В статье Толстой рассказывает о том, как дети, по его предложению, писали сочинение на тему пословицы «Ложкой кормит, а стеблем глаз колет». Толстой сообщил мальчикам примерное содержание рассказа на эту тему и сам написал первую страницу, затем рассказал план продолжения и окончания рассказа. «Все были чрезвычайно заинтересованы. Для них, видимо, было ново и увлекательно присутствовать при процессе сочинительства и участвовать в нем, – пишет Толстой. – Суждения их были большею частью одинаковы и верны, как в самой постройке повести, так и в самых подробностях и в характеристиках лиц. Все почти принимали участие в сочинительстве; но с самого начала в особенности резко выделились положительный Сёмка – резкой художественностью описания, и Федька – верностью поэтических представлений и в особенности пылкостью и поспешностью воображения». Восхищает Толстого проявление тонкого художественного чутья одиннадцатилетнего «Федьки» (реального Васи Морозова, его любимого ученика): «Главное свойство во всяком искусстве – чувство меры – было развито в нем необычайно. Его коробило от всякой лишней черты, подсказываемой кем-нибудь из мальчиков. Он так деспотически и с правом на этот деспотизм распоряжался постройкою повести, что скоро мальчики ушли домой и остался только он с Сёмкою, который не уступал ему, хотя и работал в другом роде. Мы работали с 7 до 11 часов; они не чувствовали ни голода, ни усталости, и еще рассердились на меня, когда я перестал писать».

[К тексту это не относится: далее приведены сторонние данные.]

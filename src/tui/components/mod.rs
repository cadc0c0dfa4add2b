//! # TUI Components
//!
//! ### Stateless Components (Props-Based Rendering)
//!
//! - `TitleBar`: Top status bar showing model name and status
//! - `Message`: One chat bubble
//! - `SettingsPanel`: Sidebar with request settings and key hints
//!
//! ### Stateful Components (Event-Driven)
//!
//! - `InputBox`: Prompt field, masked while entering the API key
//! - `MessageList`: Scrollable conversation view with layout caching
//!
//! Components receive external data as props rather than reading `App`
//! directly, so each can be rendered in isolation against a `TestBackend`.
//!
//! ```text
//! components/
//! ├── mod.rs             (this file)
//! ├── title_bar.rs       (Top status bar)
//! ├── message.rs         (Single message renderer)
//! ├── message_list.rs    (Scrollable message container)
//! ├── settings_panel.rs  (Sidebar)
//! └── input_box/         (Prompt / key entry)
//! ```

mod title_bar;
pub use title_bar::TitleBar;

pub mod input_box;
pub mod message;
pub use input_box::{INPUT_HEIGHT, InputBox, InputEvent};
pub mod message_list;
pub use message_list::{MessageList, MessageListState};
pub mod settings_panel;
pub use settings_panel::{PANEL_WIDTH, SettingsPanel};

Толстой признается, что он «оставил урок, потому что был слишком взволнован. <…> Действительно, я два-три раза в жизни испытывал столь сильное впечатление, как в этот вечер, и долго не мог дать себе отчета в том, что я испытывал». Мальчики остались ночевать в кабинете Толстого. «Он [«Федька»] долго был в волнении и не мог заснуть, и я не могу передать того чувства волнения, радости, страха и почти раскаяния, которые я испытывал в продолжение этого вечера. Я чувствовал, что с этого дня для него раскрылся новый мир наслаждений и страданий – мир искусства; мне казалось, что я подсмотрел то, что никто никогда не имеет права видеть – зарождение таинственного цветка поэзии. Мне и страшно и радостно было...».

Толстой согласен с мыслью Ж.-Ж. Руссо, что «человек родится совершенным»: «Здоровый ребенок родится на свет, вполне удовлетворяя тем требованиям безусловной гармонии в отношении правды, красоты и добра, которые мы носим в себе...». Он убежден: «Идеал наш сзади, а не впереди. Воспитание портит, а не исправляет людей». «Ребенок стоит ближе меня, ближе каждого взрослого к тому идеалу гармонии, правды, красоты и добра, до которого я, в своей гордости, хочу возвести его. Сознание этого идеала лежит в нем сильнее, чем во мне». Отход от детства, по мнению Толстого, означает удаление от идеала гармонии. Воспитание и образование должны иметь одну цель – «достигнуть наибольшей гармонии в смысле правды, красоты и добра».

ПСС, т. 8.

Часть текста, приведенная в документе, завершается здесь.